The problem is, everything isn't quite as they imagined it. Or, rather, not as any one of them imagined it--more of a consensus, so that what one of them may find familiar, the other will find utterly wrong. And even with that allowed for, there are still things they never came up with themselves.
The plot, however, they find all too familiar. The King, too skeptical about the existence and efficacy of magic, refuses to listen to his advisors that advocate its use against a foreseeable attack by the Dragon King. In the game they played every summer, the King was killed by one of his advisors, and then the advisor was sentenced to death by the King's son.
That was fine for a game...but now they have to live it. So they try to change things, as much as possible, only to find themselves countered by a mysterious force...

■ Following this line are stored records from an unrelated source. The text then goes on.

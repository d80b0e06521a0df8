
use serde_json::json;
use test_support::{request_ok, spawn_sidecar, temp_dir};

fn get_value(
    stdin: &mut std::process::ChildStdin,
    reader: &mut std::io::BufReader<std::process::ChildStdout>,
    id: &str,
    field: &str,
) -> serde_json::Value {
    request_ok(stdin, reader, id, "fields.get", json!({ "id": field }))
        .get("value")
        .cloned()
        .expect("value")
}

#[test]
fn fill_persists_present_fields_and_leaves_the_rest() {
    let workspace = temp_dir("lessonplan-fill");
    let (mut child, mut stdin, mut reader) = spawn_sidecar();

    let _ = request_ok(
        &mut stdin,
        &mut reader,
        "1",
        "workspace.select",
        json!({ "path": workspace.to_string_lossy() }),
    );
    let _ = request_ok(
        &mut stdin,
        &mut reader,
        "2",
        "fields.set",
        json!({ "id": "student-analysis", "value": "手写学情" }),
    );

    let filled = request_ok(
        &mut stdin,
        &mut reader,
        "3",
        "lesson.fill",
        json!({
            "content": {
                "keyPoints": "重点A",
                "teachingProcess": [
                    { "teacherActivity": "讲解", "studentActivity": "练习", "designIntent": "巩固" },
                    { "teacherActivity": "提问" }
                ]
            }
        }),
    );
    assert_eq!(filled.get("processSteps").and_then(|v| v.as_u64()), Some(2));

    assert_eq!(get_value(&mut stdin, &mut reader, "4", "key-points"), json!("重点A"));
    // A present step writes all three cells; missing sub-fields become empty.
    assert_eq!(
        get_value(&mut stdin, &mut reader, "5", "teachingProcess_0_0"),
        json!("讲解")
    );
    assert_eq!(
        get_value(&mut stdin, &mut reader, "6", "teachingProcess_1_0"),
        json!("提问")
    );
    assert_eq!(
        get_value(&mut stdin, &mut reader, "7", "teachingProcess_1_1"),
        json!("")
    );
    // Fields absent from the content keep their current value.
    assert_eq!(
        get_value(&mut stdin, &mut reader, "8", "student-analysis"),
        json!("手写学情")
    );
    // Trailing rows beyond the supplied steps are untouched.
    assert_eq!(
        get_value(&mut stdin, &mut reader, "9", "teachingProcess_2_0"),
        serde_json::Value::Null
    );

    drop(stdin);
    let _ = child.wait();
    let _ = std::fs::remove_dir_all(workspace);
}

#[test]
fn fill_is_idempotent() {
    let workspace = temp_dir("lessonplan-fill-idem");
    let (mut child, mut stdin, mut reader) = spawn_sidecar();

    let _ = request_ok(
        &mut stdin,
        &mut reader,
        "1",
        "workspace.select",
        json!({ "path": workspace.to_string_lossy() }),
    );

    let content = json!({
        "content": {
            "keyPoints": "重点A",
            "blackboardDesign": "板书",
            "teachingProcess": [
                { "teacherActivity": "讲解", "studentActivity": "练习", "designIntent": "巩固" }
            ]
        }
    });

    let first = request_ok(&mut stdin, &mut reader, "2", "lesson.fill", content.clone());
    let snapshot = request_ok(&mut stdin, &mut reader, "3", "fields.getAll", json!({}));
    let second = request_ok(&mut stdin, &mut reader, "4", "lesson.fill", content);
    let after = request_ok(&mut stdin, &mut reader, "5", "fields.getAll", json!({}));

    assert_eq!(first, second);
    assert_eq!(snapshot, after);

    drop(stdin);
    let _ = child.wait();
    let _ = std::fs::remove_dir_all(workspace);
}

#[test]
fn excess_steps_are_silently_discarded() {
    let workspace = temp_dir("lessonplan-fill-excess");
    let (mut child, mut stdin, mut reader) = spawn_sidecar();

    let _ = request_ok(
        &mut stdin,
        &mut reader,
        "1",
        "workspace.select",
        json!({ "path": workspace.to_string_lossy() }),
    );

    let steps: Vec<_> = (0..8)
        .map(|i| json!({ "teacherActivity": format!("活动{}", i) }))
        .collect();
    let filled = request_ok(
        &mut stdin,
        &mut reader,
        "2",
        "lesson.fill",
        json!({ "content": { "teachingProcess": steps } }),
    );
    assert_eq!(filled.get("processSteps").and_then(|v| v.as_u64()), Some(5));

    assert_eq!(
        get_value(&mut stdin, &mut reader, "3", "teachingProcess_4_0"),
        json!("活动4")
    );
    assert_eq!(
        get_value(&mut stdin, &mut reader, "4", "teachingProcess_5_0"),
        serde_json::Value::Null
    );

    drop(stdin);
    let _ = child.wait();
    let _ = std::fs::remove_dir_all(workspace);
}
pub mod core;
pub mod export;
pub mod fields;
pub mod generate;

use rusqlite::Connection;

use crate::ipc::{err, AppState, Request};

pub fn db_conn<'a>(state: &'a AppState, req: &Request) -> Result<&'a Connection, serde_json::Value> {
    state
        .db
        .as_ref()
        .ok_or_else(|| err(&req.id, "no_workspace", "select a workspace first", None))
}

pub fn required_str(req: &Request, key: &str) -> Result<String, serde_json::Value> {
    req.params
        .get(key)
        .and_then(|v| v.as_str())
        .map(|v| v.to_string())
        .ok_or_else(|| err(&req.id, "bad_params", format!("missing {}", key), None))
}

pub fn opt_str(req: &Request, key: &str) -> Option<String> {
    req.params
        .get(key)
        .and_then(|v| v.as_str())
        .map(|v| v.trim().to_string())
        .filter(|s| !s.is_empty())
}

The book starts a little slowly--first they have to find the Secret Country (quite by accident), and then they have to go through a rigmarole of making sure that they're not missed in the real world while they spend weeks in the Secret Country. And even then, it's a while before things really build up.
It doesn't help that the children, between(as far as I could tell)ten and fifteen years old, act faithful to their ages. Which is to say, the most common phrase spoken is "Shut up." Add to that the almost-obligatory member who doesn't believe any of this is real, and things can get very annoying.
But by the end of the book, things are getting much more interesting, and the children are starting to figure out a bit better how much they can control of the Land...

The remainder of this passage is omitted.